BANDUNG, — Kementerian Pendidikan
Nasional mengaku kesulitan menekan jumlah siswa miskin di jenjang
pendidikan dasar dan pendidikan menengah. Kepala Bagian Perencanaan dan
Penganggaran Direktorat Jenderal Pendidikan Dasar Kemendiknas Nono Adya
Supriatno mengungkapkan, saat ini jumlah siswa miskin di Indonesia
hampir mencapai 50 juta. Jumlah tersebut terdiri dari 27,7 juta
siswa di bangku tingkat SD, 10 juta siswa tingkat SMP, dan 7 juta siswa
setingkat SMA. Dari jumlah itu, sedikitnya ada sekitar 2,7 juta siswa
tingkat SD dan 2 juta siswa setingkat SMP yang terancam putus sekolah. Menurut
Nono, biaya sekolah yang relatif mahal ditengarai menjadi penyebab
utama tidak berdayanya para siswa miskin melanjutkan pendidikan ke
tingkat selanjutnya. Kesulitan ini semakin berat dengan adanya keharusan
membayar uang pangkal, membeli buku tulis, seragam sekolah, dan buku
pelajaran. Hal-hal tersebut merupakan beberapa indikator pemicu biaya
sekolah menjadi mahal. "Siswa di SMP, hanya 23 persen yang mampu
meneruskan ke tingkat SMA. Sisanya tidak bisa meneruskan, di antaranya
ada yang terpaksa bekerja," ujar Nono ketika menjadi narasumber dalam
lokakarya "Membedah Pembiayaan Pendidikan", Sabtu (23/7/2011) di
Bandung. Pada umum, menurut Nono, para siswa miskin berasal dari
daerah rawan kemiskinan seperti daerah terpencil, pesisir pantai,
perkampungan padat penduduk, serta sejumlah tempat di daerah aliran
sungai. Untuk menekan angka tersebut, Nono mengaku sudah menganggarkan
beasiswa Rp 2,1 triliun. Adapun di tingkat SMP dianggarkan dana Rp 3,9
triliun. "Jumlah itu di luar anggaran dana bantuan operasional sekolah (BOS) yang tahun ini mencapai Rp 16 triliun,” ujarnya. Memengaruhi pendidikan tinggi Dalam
kesempatan terpisah, Sekretaris Direktorat Jenderal Pendidikan Menengah
Kementerian Pendidikan Nasional (Kemendiknas) Mustasfirin menyesalkan
sulitnya menekan angka siswa putus sekolah. Semakin ironis karena secara
umum tingginya angka putus sekolah di jenjang pendidikan dasar dan
pendidikan menengah berpengaruh pada jumlah siswa yang akan melanjutkan
ke bangku perkuliahan. Ia menegaskan, pendidikan menengah menjadi sangat
penting untuk menunjukkan tiga hal. Pertama, sebagai penunjang
kebangkitan kelas menengah. Kedua, sebagai pondasi pendidikan. Ketiga,
sebagai wujud realisasi pembangunan pendidikan itu sendiri. "Jadi kita sulit bicara mengenai pendidikan tinggi yang bermutu kalau pendidikan menengah tidak diperhatikan," kata Mustasfirin. Sementara
itu, Sekretaris Jenderal Dikti Kemdiknas Haris mengungkapkan, pihaknya
selalu berharap mempunyai kualitas pendidikan tinggi sekelas Amerika.

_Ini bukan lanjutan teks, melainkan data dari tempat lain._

/// A single display line on a slide, tagged by what it names.
///
/// The tag decides the rendered prefix label, the font size and the color,
/// independent of which placeholder the entry lands in.
#[derive(Debug, Clone, PartialEq, Eq)]
pub enum SlideEntry {
    Folder(String),
    File(String),
}

impl SlideEntry {
    pub fn name(&self) -> &str {
        match self {
            SlideEntry::Folder(name) | SlideEntry::File(name) => name,
        }
    }
}

/// An RGB color written as `srgbClr` into run properties.
#[derive(Debug, Clone, Copy, PartialEq, Eq)]
pub struct RgbColor {
    pub r: u8,
    pub g: u8,
    pub b: u8,
}

impl RgbColor {
    pub const fn new(r: u8, g: u8, b: u8) -> Self {
        Self { r, g, b }
    }

    /// Hex form used by the `val` attribute, e.g. `008EAA`.
    pub fn to_hex(self) -> String {
        format!("{:02X}{:02X}{:02X}", self.r, self.g, self.b)
    }
}

/// The four template layout roles a slide can be built from.
///
/// Which positional layout index each role maps to is decided by
/// [`crate::DeckConfig`], not hardcoded here.
#[derive(Debug, Clone, Copy, PartialEq, Eq)]
pub enum LayoutSlot {
    Title,
    FolderStart,
    DefaultFolder,
    Closing,
}

/// One placeholder region of a planned slide and the entries assigned to it.
#[derive(Debug, Clone, PartialEq, Eq)]
pub struct Region {
    /// `idx` attribute of the target `p:ph` in the slide layout.
    pub placeholder_idx: u32,
    pub entries: Vec<SlideEntry>,
}

impl Region {
    pub fn new(placeholder_idx: u32) -> Self {
        Self { placeholder_idx, entries: Vec::new() }
    }
}

/// A fully planned slide, renderable against any template whose layout
/// exposes the referenced placeholders.
#[derive(Debug, Clone, PartialEq, Eq)]
pub struct SlidePlan {
    pub layout: LayoutSlot,
    /// Title text; `None` leaves the slide without a title shape
    /// (title/closing slides, overflow continuation slides).
    pub title: Option<String>,
    pub regions: Vec<Region>,
}

impl SlidePlan {
    pub fn bare(layout: LayoutSlot) -> Self {
        Self { layout, title: None, regions: Vec::new() }
    }

    /// Total number of entries across all regions.
    pub fn entry_count(&self) -> usize {
        self.regions.iter().map(|r| r.entries.len()).sum()
    }
}
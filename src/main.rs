use dir_to_pptx::{generate_report, shell, DeckConfig, Result};
use std::path::{Path, PathBuf};

/// Template bundled alongside the executable; must expose the four layouts
/// (title, folder-start, default folder, closing) at positions 0-3.
const TEMPLATE_PATH: &str = "resources/Reporting-Bauakte-Template.pptx";

fn main() {
    let result = run(shell::pick_input_root, shell::pick_output_root);
    match result {
        Ok(Some(output)) => {
            println!("PowerPoint file '{}' created successfully.", output.display());
            shell::notify_done(&output);
        }
        Ok(None) => {}
        Err(err) => {
            eprintln!("Error: {err}");
            std::process::exit(1);
        }
    }
}

/// The two-step configuration gathering followed by generation.
///
/// Both pickers are passed in so the flow is testable without dialogs.
/// `Ok(None)` means a picker was cancelled: an abort notice is printed and
/// no file is produced. The output picker only opens once the input picker
/// succeeded.
fn run<I, O>(pick_input: I, pick_output: O) -> Result<Option<PathBuf>>
where
    I: FnOnce() -> Option<PathBuf>,
    O: FnOnce() -> Option<PathBuf>,
{
    let Some(input_root) = pick_input() else {
        println!("No folder selected -> abort");
        return Ok(None);
    };
    let Some(output_dir) = pick_output() else {
        println!("No target directory selected -> abort");
        return Ok(None);
    };

    let config = DeckConfig::default();
    generate_report(&input_root, Path::new(TEMPLATE_PATH), &output_dir, &config).map(Some)
}
use crate::constants::METADATA_EXCEPTION_FILE;
use crate::Result;
use std::fs;
use std::path::{Path, PathBuf};

/// Immediate contents of one visited folder.
///
/// Only direct children are recorded; descendants get records of their own.
#[derive(Debug, Clone, PartialEq, Eq)]
pub struct DirectoryRecord {
    pub path: PathBuf,
    pub subfolder_names: Vec<String>,
    pub file_names: Vec<String>,
}

impl DirectoryRecord {
    /// Last path component, or the empty string for paths like `/`.
    pub fn base_name(&self) -> String {
        self.path
            .file_name()
            .map(|name| name.to_string_lossy().into_owned())
            .unwrap_or_default()
    }
}

/// Result of one directory tree scan.
#[derive(Debug, Clone, Default)]
pub struct ScanResult {
    /// One record per visited folder, in pre-order. The first record is the
    /// scan root.
    pub folders: Vec<DirectoryRecord>,
    /// Flat list of every file name across all folders. Kept for downstream
    /// consumers; slide layout iterates `folders` directly.
    pub all_files: Vec<String>,
}

/// Recursively enumerates `root` into a [`ScanResult`].
///
/// A folder is visited before its children (pre-order). Sibling names are
/// sorted byte-wise so rescans of an unchanged tree are reproducible; the
/// OS enumeration order is not part of the contract. `desktop.ini` is
/// excluded from file lists, case-sensitively.
///
/// # Errors
///
/// The first unreadable directory aborts the scan with the underlying
/// [`std::io::Error`]; no partial result is returned.
pub fn scan_tree(root: &Path) -> Result<ScanResult> {
    let mut result = ScanResult::default();
    visit(root, &mut result)?;
    Ok(result)
}

fn visit(dir: &Path, result: &mut ScanResult) -> Result<()> {
    let mut subfolder_names = Vec::new();
    let mut file_names = Vec::new();

    for entry in fs::read_dir(dir)? {
        let entry = entry?;
        let name = entry.file_name().to_string_lossy().into_owned();

        if entry.file_type()?.is_dir() {
            subfolder_names.push(name);
        } else {
            if name == METADATA_EXCEPTION_FILE {
                continue;
            }
            file_names.push(name);
        }
    }

    subfolder_names.sort();
    file_names.sort();

    result.all_files.extend(file_names.iter().cloned());
    result.folders.push(DirectoryRecord {
        path: dir.to_path_buf(),
        subfolder_names: subfolder_names.clone(),
        file_names,
    });

    for name in &subfolder_names {
        visit(&dir.join(name), result)?;
    }

    Ok(())
}
/// XML namespace of the PresentationML schema (`p:` prefix in practice).
pub const P_NAMESPACE: &str = "http://schemas.openxmlformats.org/presentationml/2006/main";

/// XML namespace of the DrawingML schema (`a:` prefix in practice).
pub const A_NAMESPACE: &str = "http://schemas.openxmlformats.org/drawingml/2006/main";

/// XML namespace used for relationship id attributes (`r:id`).
pub const R_NAMESPACE: &str = "http://schemas.openxmlformats.org/officeDocument/2006/relationships";

pub const SLIDE_REL_TYPE: &str =
    "http://schemas.openxmlformats.org/officeDocument/2006/relationships/slide";
pub const SLIDE_MASTER_REL_TYPE: &str =
    "http://schemas.openxmlformats.org/officeDocument/2006/relationships/slideMaster";
pub const SLIDE_LAYOUT_REL_TYPE: &str =
    "http://schemas.openxmlformats.org/officeDocument/2006/relationships/slideLayout";

pub const SLIDE_CONTENT_TYPE: &str =
    "application/vnd.openxmlformats-officedocument.presentationml.slide+xml";

pub const CONTENT_TYPES_PART: &str = "[Content_Types].xml";
pub const PRESENTATION_PART: &str = "ppt/presentation.xml";
pub const PRESENTATION_RELS_PART: &str = "ppt/_rels/presentation.xml.rels";

/// Windows folder-customization file, always excluded from scan results.
pub const METADATA_EXCEPTION_FILE: &str = "desktop.ini";

/// Lowest slide id PowerPoint accepts in `p:sldIdLst`.
pub const FIRST_SLIDE_ID: u32 = 256;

Namun, biaya pendidikan di Indonesia yang dinilainya masih sangat
murah memengaruhi mutu dan daya saing Dikti. Selain itu, biaya yang
murah juga menjadi kendala untuk maju. "Jika pakai sentimental,
saya juga ingin nangis dengan kondisi ini. Menggantung harapan menginjak
bumi. Mencerdaskan bangsa itu cita-cita dan kita bergerak ke arah sana.
Saya prihatin karena anak miskin sudah gugur di pendidikan menengah,"

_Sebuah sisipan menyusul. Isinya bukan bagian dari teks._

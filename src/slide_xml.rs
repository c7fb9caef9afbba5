use crate::constants::{A_NAMESPACE, P_NAMESPACE, R_NAMESPACE};
use crate::deck_config::DeckConfig;
use crate::layout::{LayoutInfo, PlaceholderRef};
use crate::types::{Region, SlideEntry, SlidePlan};
use crate::{Error, Result};

/// Escapes the five XML special characters in text content.
pub(crate) fn escape_xml(s: &str) -> String {
    let mut out = String::with_capacity(s.len());
    for c in s.chars() {
        match c {
            '&' => out.push_str("&amp;"),
            '<' => out.push_str("&lt;"),
            '>' => out.push_str("&gt;"),
            '"' => out.push_str("&quot;"),
            '\'' => out.push_str("&apos;"),
            _ => out.push(c),
        }
    }
    out
}

/// Renders one slide plan into a complete `p:sld` part.
///
/// Each region becomes a shape whose `p:ph` mirrors the layout's placeholder
/// of the same idx, so position and size are inherited from the layout. The
/// title shape is only emitted when the plan has title text.
///
/// # Errors
///
/// Returns [`Error::PlaceholderNotFound`] when the plan addresses a
/// placeholder (or needs a title) the layout does not expose.
pub fn render_slide(plan: &SlidePlan, layout: &LayoutInfo, config: &DeckConfig) -> Result<String> {
    let mut shapes = String::new();
    let mut shape_id = 2u32;

    if let Some(title) = &plan.title {
        let ph = layout
            .title_placeholder()
            .ok_or_else(|| Error::PlaceholderNotFound {
                layout: layout.part_path.clone(),
                placeholder: "title".to_string(),
            })?;
        shapes.push_str(&title_shape(shape_id, ph, title));
        shape_id += 1;
    }

    for region in &plan.regions {
        let ph = layout
            .body_placeholder(region.placeholder_idx)
            .ok_or_else(|| Error::PlaceholderNotFound {
                layout: layout.part_path.clone(),
                placeholder: format!("idx {}", region.placeholder_idx),
            })?;
        shapes.push_str(&body_shape(shape_id, ph, region, config));
        shape_id += 1;
    }

    Ok(format!(
        "<?xml version=\"1.0\" encoding=\"UTF-8\" standalone=\"yes\"?>\r\n\
         <p:sld xmlns:a=\"{A_NAMESPACE}\" xmlns:r=\"{R_NAMESPACE}\" xmlns:p=\"{P_NAMESPACE}\">\
         <p:cSld><p:spTree>\
         <p:nvGrpSpPr><p:cNvPr id=\"1\" name=\"\"/><p:cNvGrpSpPr/><p:nvPr/></p:nvGrpSpPr>\
         <p:grpSpPr/>\
         {shapes}\
         </p:spTree></p:cSld>\
         <p:clrMapOvr><a:masterClrMapping/></p:clrMapOvr>\
         </p:sld>"
    ))
}

/// The `p:ph` element of a slide shape, copying type/idx from the layout so
/// PowerPoint binds the shape to the right placeholder.
fn ph_element(ph: &PlaceholderRef) -> String {
    let mut attrs = String::new();
    if let Some(ph_type) = &ph.ph_type {
        attrs.push_str(&format!(" type=\"{}\"", ph_type));
    }
    if let Some(idx) = ph.idx {
        attrs.push_str(&format!(" idx=\"{}\"", idx));
    }
    format!("<p:ph{}/>", attrs)
}

fn title_shape(shape_id: u32, ph: &PlaceholderRef, title: &str) -> String {
    format!(
        "<p:sp><p:nvSpPr>\
         <p:cNvPr id=\"{shape_id}\" name=\"Title {shape_id}\"/>\
         <p:cNvSpPr><a:spLocks noGrp=\"1\"/></p:cNvSpPr>\
         <p:nvPr>{ph}</p:nvPr>\
         </p:nvSpPr><p:spPr/>\
         <p:txBody><a:bodyPr/><a:lstStyle/><a:p><a:r><a:t>{text}</a:t></a:r></a:p></p:txBody>\
         </p:sp>",
        ph = ph_element(ph),
        text = escape_xml(title),
    )
}

fn body_shape(shape_id: u32, ph: &PlaceholderRef, region: &Region, config: &DeckConfig) -> String {
    // The placeholder's default first paragraph stays empty; entries are
    // appended after it, one paragraph each.
    let mut paragraphs = String::from("<a:p/>");
    for entry in &region.entries {
        paragraphs.push_str(&entry_paragraph(entry, config));
    }

    format!(
        "<p:sp><p:nvSpPr>\
         <p:cNvPr id=\"{shape_id}\" name=\"Placeholder {shape_id}\"/>\
         <p:cNvSpPr><a:spLocks noGrp=\"1\"/></p:cNvSpPr>\
         <p:nvPr>{ph}</p:nvPr>\
         </p:nvSpPr><p:spPr/>\
         <p:txBody><a:bodyPr/><a:lstStyle/>{paragraphs}</p:txBody>\
         </p:sp>",
        ph = ph_element(ph),
    )
}

/// One styled paragraph per entry. Size and color come from the entry's tag,
/// not from the region it landed in.
fn entry_paragraph(entry: &SlideEntry, config: &DeckConfig) -> String {
    let (label, font_size, color) = match entry {
        SlideEntry::Folder(_) => (&config.folder_label, config.folder_font_size, config.folder_color),
        SlideEntry::File(_) => (&config.file_label, config.file_font_size, config.file_color),
    };

    // run property sizes are in hundredths of a point
    format!(
        "<a:p><a:r>\
         <a:rPr lang=\"en-US\" sz=\"{sz}\" dirty=\"0\"><a:solidFill><a:srgbClr val=\"{color}\"/></a:solidFill></a:rPr>\
         <a:t>{text}</a:t>\
         </a:r></a:p>",
        sz = font_size * 100,
        color = color.to_hex(),
        text = escape_xml(&format!("{}: {}", label, entry.name())),
    )
}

tandasnya. Sehari sebelumnya, Menteri Pendidikan Nasional Mohammad
Nuh mengatakan, pendidikan yang bermutu harus ditunjang biaya yang
sesuai. Pembiayaan pendidikan yang mahal, murah, ataupun gratis bukanlah
sebuah masalah. Yang terpenting adalah tidak berimplikasi pada hak-hak
dasar. "Taruhlah wajib belajar 9 tahun, ada indikasi hak dasar.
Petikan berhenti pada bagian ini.